The report by NCAER mentions the following impact of weather advisories on farmers:
1) Change in the agricultural practises – With the usage of weather advisories, 98 per cent of the farmers made changes to at least one of the nine critical practises and 34 per cent farmers made changes to all nine critical practises:
- Changed variety/breed
- Arranged for storage of harvest
- Early/delayed harvesting
- Changed crop
- Early/delayed sowing
- Changed schedule of ploughing/land preparation
- Changed pesticide application schedule
- Changed fertilizer application schedule
- Changed scheduled irrigation
2) Increase in income – 94 per cent of farmers who took to modifications in farm practises in the account of weather forecasts saw a decline in income losses and an increase in income.
3) Income directly proportional to the modifications in agricultural practices – The NCAER report mentions that farmers who adopted farm practises based on weather forecasts and modified the nine critical practises continuously, saw an increase in their average annual income.
4) Drastic increase in the use of weather advisories – 59 per cent farmers are reported to make use of weather forecasts twice a week.
5) Information on calamities – 55 percent of farmers received information on calamities almost every time whereas 36 percent received correct information occasionally.

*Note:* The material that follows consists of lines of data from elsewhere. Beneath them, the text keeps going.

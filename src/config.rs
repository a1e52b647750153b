//! Configuration loading and validation.
//!
//! Every field is defaulted so the binary runs with no config file and no
//! flags. A `config.toml` may override any of them.

use serde::Deserialize;
use std::net::SocketAddr;
use std::path::Path;

/// Top-level configuration.
#[derive(Debug, Clone, Default, Deserialize)]
#[serde(default)]
pub struct Config {
    pub server: ServerConfig,
    pub database: DatabaseConfig,
    pub security: SecurityConfig,
}

/// Listener and transport tuning.
#[derive(Debug, Clone, Deserialize)]
#[serde(default)]
pub struct ServerConfig {
    /// Address the WebSocket listener binds to.
    pub listen: SocketAddr,
    /// Maximum inbound frame size in bytes.
    pub max_frame_bytes: usize,
    /// Transport keepalive: server-to-peer ping period in seconds.
    pub ping_interval_secs: u64,
    /// Transport keepalive: how long to wait for a pong.
    pub pong_timeout_secs: u64,
    /// Period of the supervisor liveness sweep.
    pub sweep_interval_secs: u64,
}

impl Default for ServerConfig {
    fn default() -> Self {
        Self {
            listen: "0.0.0.0:3333".parse().expect("static listen address"),
            max_frame_bytes: 1024 * 1024,
            ping_interval_secs: 20,
            pong_timeout_secs: 10,
            sweep_interval_secs: 30,
        }
    }
}

/// Room catalog storage.
#[derive(Debug, Clone, Deserialize)]
#[serde(default)]
pub struct DatabaseConfig {
    pub path: String,
}

impl Default for DatabaseConfig {
    fn default() -> Self {
        Self {
            path: "chat_rooms.db".to_string(),
        }
    }
}

/// Admin credential, ban persistence, and flood suppression tuning.
#[derive(Debug, Clone, Deserialize)]
#[serde(default)]
pub struct SecurityConfig {
    /// File the rotating admin secret is written to.
    pub admin_secret_file: String,
    /// File the banned address set is persisted in.
    pub ban_file: String,
    /// Admin secret rotation period in seconds.
    pub rotation_secs: u64,
    /// Width of the flood suppression window in seconds.
    pub flood_window_secs: u64,
    /// Messages admitted per window for non-admins.
    pub flood_max_messages: usize,
    /// Prefix for auto-allocated usernames.
    pub auto_name_prefix: String,
}

impl Default for SecurityConfig {
    fn default() -> Self {
        Self {
            admin_secret_file: "admin.txt".to_string(),
            ban_file: "banned.txt".to_string(),
            rotation_secs: 3600,
            flood_window_secs: 60,
            flood_max_messages: 30,
            auto_name_prefix: "xsukax".to_string(),
        }
    }
}

impl Config {
    /// Load configuration from a TOML file. A missing file yields the
    /// defaults; a malformed file is an error.
    pub fn load(path: &str) -> anyhow::Result<Self> {
        if !Path::new(path).exists() {
            return Ok(Self::default());
        }
        let raw = std::fs::read_to_string(path)?;
        let config = toml::from_str(&raw)?;
        Ok(config)
    }
}

/// Validate a loaded configuration, collecting every problem.
pub fn validate(config: &Config) -> Result<(), Vec<String>> {
    let mut errors = Vec::new();

    if config.security.flood_max_messages == 0 {
        errors.push("security.flood_max_messages must be at least 1".to_string());
    }
    if config.security.flood_window_secs == 0 {
        errors.push("security.flood_window_secs must be at least 1".to_string());
    }
    if config.security.rotation_secs == 0 {
        errors.push("security.rotation_secs must be at least 1".to_string());
    }
    if config.server.max_frame_bytes == 0 {
        errors.push("server.max_frame_bytes must be at least 1".to_string());
    }
    let prefix = &config.security.auto_name_prefix;
    if prefix.is_empty()
        || prefix.len() + 4 > 20
        || !prefix
            .chars()
            .all(|c| c.is_ascii_alphanumeric() || c == '_' || c == '-')
    {
        errors.push(
            "security.auto_name_prefix must be 1-16 chars of [A-Za-z0-9_-]".to_string(),
        );
    }

    if errors.is_empty() { Ok(()) } else { Err(errors) }
}

#[cfg(test)]
mod tests {
    use super::*;

    #[test]
    fn defaults_are_valid() {
        let config = Config::default();
        assert!(validate(&config).is_ok());
        assert_eq!(config.server.listen.port(), 3333);
        assert_eq!(config.security.flood_max_messages, 30);
    }

    #[test]
    fn missing_file_yields_defaults() {
        let config = Config::load("/nonexistent/config.toml").unwrap();
        assert_eq!(config.database.path, "chat_rooms.db");
    }

    #[test]
    fn partial_toml_overrides() {
        let config: Config = toml::from_str(
            r#"
            [server]
            listen = "127.0.0.1:4444"

            [security]
            flood_max_messages = 5
            "#,
        )
        .unwrap();
        assert_eq!(config.server.listen.port(), 4444);
        assert_eq!(config.security.flood_max_messages, 5);
        // Untouched sections keep their defaults.
        assert_eq!(config.security.rotation_secs, 3600);
    }

    #[test]
    fn bad_values_are_collected() {
        let mut config = Config::default();
        config.security.flood_max_messages = 0;
        config.security.auto_name_prefix = "way-too-long-prefix-here".to_string();
        let errors = validate(&config).unwrap_err();
        assert_eq!(errors.len(), 2);
    }
}
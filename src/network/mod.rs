//! Network layer: the accept loop and per-connection tasks.

mod connection;
mod gateway;

pub use connection::Connection;
pub use gateway::Gateway;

Impact of National Monsoon Mission on Livestock Owners
Livestock owners undertake three practises:
- Modification of shed/shelter
- Vaccination against seasonal disease
- Fodder management
Also, Note –
- The NCAER report mentions that 76 percent of livestock owners use weather advisories and modify their practises mentioned above.
- Almost 96 percent of livestock owners were benefited using the weather advisories for the improvement of vaccination practises against seasonal diseases.
Candidates can also read National Livestock Mission on the linked page.
Impact of National Monsoon Mission on Fishermen
- Substantial reduction in the operational cost is a result of using Ocean State Forecast (OSF) – 82 percent fishermen are reported to have used weather forecasts before venturing into the sea for fishing.
- Empty trips avoided – 9606 empty trips have been avoided and Rs. 18.25 crores saved due to OSF advisories.
- Generation of additional fish catch – Fishermen benefitted from Potential Fishing Zone advisories (PFZ).
- 97 percent of those fishermen who were surveyed by the NCAER is reported to receive timely information on floods and cyclones, which helped them minimize their losses. (For information on cyclones, check the linked article.)
Achievements of National Monsoon Mission
- Seasonal prediction model is developed for monsoon at a very high resolution of 38 kms.
- Extended range prediction systems are developed for dry/wet spells, heat/cold waves etc.
- Very high resolution ensemble prediction system is developed at 12 kms in the short and medium range (up to 8 to 10 days) useful for extreme weather prediction.
- The mission used high performance computing (HPC) capability from 1 Petaflops to 10 Petaflops. Two HPC facilities are established at MoES institutes:
- Pratyush (4 Petaflops) at IITM
- Mihir (2.8 Petaflops) at NCMRWF, Noida
- “Unified Model” that is inspired by the UK Met Office has been developed for high resolution short range and medium range forecasts.
- Global Ocean Data Assimilation System (GODAS) observations used to develop data assimilation systems.